Récemment, un arrêt de la Cour de justice de l’Union européenne a semblé donner une place importante à la vie privée et aux données personnelles, en confirmant l’interdiction de l’obligation de conservation indifférenciée et généralisée des données faite par un état, dans la continuité de la position protectrice de l’Union européenne sur les données personnelles. De nombreux professionnels se sont inquiétés de l’impossibilité pratique de mener des instructions judiciaires et de rechercher des preuves pour les infractions faites par internet, dont les infractions pénales les plus graves, la sauvegarde de la sécurité nationale et la défense de la sécurité publique.

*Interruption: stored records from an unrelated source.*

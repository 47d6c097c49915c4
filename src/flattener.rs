/*!
 * Flattening of a repository's tracked files into one document
 */

use std::fs::{self, File};
use std::io::{BufWriter, Write};
use std::sync::Arc;
use std::time::{Duration, Instant};

use indicatif::ProgressBar;
use tracing::{debug, warn};

use crate::classifier;
use crate::config::Config;
use crate::error::{FlattenError, Result};
use crate::types::{FileKind, RecordOutcome, TrackedPath};
use crate::writer::DocumentWriter;

/// Flattener statistics
#[derive(Debug, Clone, Default)]
pub struct FlattenStatistics {
    /// Paths returned by the listing
    pub files_listed: usize,
    /// Records with embedded text
    pub text_files: usize,
    /// Bytes of file content embedded in text records
    pub text_bytes: u64,
    /// Records with a binary placeholder
    pub binary_files: usize,
    /// Records with a could-not-read placeholder
    pub unreadable_files: usize,
    /// Listed paths that were not regular files
    pub skipped_files: usize,
    /// Size of the output document
    pub bytes_written: u64,
    /// Time spent listing and writing
    pub duration: Duration,
}

impl FlattenStatistics {
    /// Number of records written to the document
    pub fn records_written(&self) -> usize {
        self.text_files + self.binary_files + self.unreadable_files
    }

    fn record(&mut self, outcome: &RecordOutcome) {
        match outcome {
            RecordOutcome::Text { bytes } => {
                self.text_files += 1;
                self.text_bytes += *bytes as u64;
            }
            RecordOutcome::Binary => self.binary_files += 1,
            RecordOutcome::Unreadable => self.unreadable_files += 1,
            RecordOutcome::Skipped => self.skipped_files += 1,
        }
    }
}

/// Turns a repository into a single document
pub struct Flattener {
    /// Flattener configuration
    config: Config,
    /// Progress bar
    pub progress: Arc<ProgressBar>,
    /// Flattener statistics
    statistics: FlattenStatistics,
}

impl Flattener {
    /// Create a new flattener
    pub fn new(config: Config, progress: Arc<ProgressBar>) -> Self {
        Self {
            config,
            progress,
            statistics: FlattenStatistics::default(),
        }
    }

    /// Get flattener statistics
    pub fn get_statistics(&self) -> FlattenStatistics {
        self.statistics.clone()
    }

    /// List the repository's tracked files and write the document
    ///
    /// Returns `Ok(false)` when git reported no files; the output file is
    /// not created in that case.
    pub fn flatten(&mut self) -> Result<bool> {
        let start = Instant::now();
        let paths = self.config.git.ls_files_or_empty(&self.config.repo_path);
        let written = self.flatten_paths(&paths)?;
        self.statistics.duration = start.elapsed();
        Ok(written)
    }

    /// Write the document for an already obtained listing
    pub fn flatten_paths(&mut self, paths: &[TrackedPath]) -> Result<bool> {
        self.statistics.files_listed = paths.len();

        if paths.is_empty() {
            println!("No tracked files found.");
            return Ok(false);
        }

        let linker = self.config.blob_linker();
        let file = File::create(&self.config.output_path)?;
        let mut writer = DocumentWriter::new(BufWriter::new(file), self.config.style, linker);

        self.progress.set_length(paths.len() as u64);
        debug!(
            count = paths.len(),
            style = %self.config.style,
            output = %self.config.output_path.display(),
            "flattening repository"
        );

        for rel_path in paths {
            self.progress.set_message(rel_path.to_string());
            let outcome = self
                .write_record(&mut writer, rel_path)
                .map_err(|e| self.clear_progress(e))?;
            self.statistics.record(&outcome);
            self.progress.inc(1);
        }

        self.statistics.bytes_written = writer.bytes_written();
        writer
            .finish()
            .map_err(|e| self.clear_progress(e.into()))?;
        self.progress.finish_and_clear();

        println!(
            "Flattened repository written to {}",
            self.config.output_path.display()
        );
        Ok(true)
    }

    /// Take the progress display down when the document cannot be written
    fn clear_progress(&self, err: FlattenError) -> FlattenError {
        self.progress.finish_and_clear();
        err
    }

    /// Write the record for one tracked path
    ///
    /// Only output errors propagate; problems with the tracked file become
    /// a skipped entry or a placeholder.
    fn write_record<W: Write>(
        &self,
        writer: &mut DocumentWriter<W>,
        rel_path: &TrackedPath,
    ) -> Result<RecordOutcome> {
        let rel = rel_path.as_str();
        let abs_path = self.config.repo_path.join(rel);

        if !abs_path.is_file() {
            debug!(path = rel, "not a regular file, skipping");
            return Ok(RecordOutcome::Skipped);
        }

        writer.write_header(rel)?;

        if classifier::classify(&abs_path) == FileKind::Binary {
            writer.write_binary_placeholder(rel)?;
            return Ok(RecordOutcome::Binary);
        }

        match fs::read_to_string(&abs_path) {
            Ok(content) => {
                writer.write_content(&content)?;
                Ok(RecordOutcome::Text {
                    bytes: content.len(),
                })
            }
            Err(e) => {
                let reason = e.to_string();
                warn!(path = rel, error = %reason, "could not read text file");
                writer.write_unreadable_placeholder(rel, &reason)?;
                Ok(RecordOutcome::Unreadable)
            }
        }
    }
}

/// Flatten the repository described by `config`, without progress display
pub fn flatten_repo(config: Config) -> Result<FlattenStatistics> {
    let mut flattener = Flattener::new(config, Arc::new(ProgressBar::hidden()));
    flattener.flatten()?;
    Ok(flattener.get_statistics())
}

Depuis de nombreuses années et dans un contexte d’état d’urgence et de risque terroriste important en France, le législateur avait souhaité donner de plus en plus de moyens légaux aux services de renseignement et à la justice pour déceler et éviter de nouveaux attentats. Internet étant un moyen omniprésent et au cœur des rapports humains, la question de sa surveillance s’est naturellement posée, alimentée par les révélations d’Edward Snowden et les craintes d’une surveillance de masse.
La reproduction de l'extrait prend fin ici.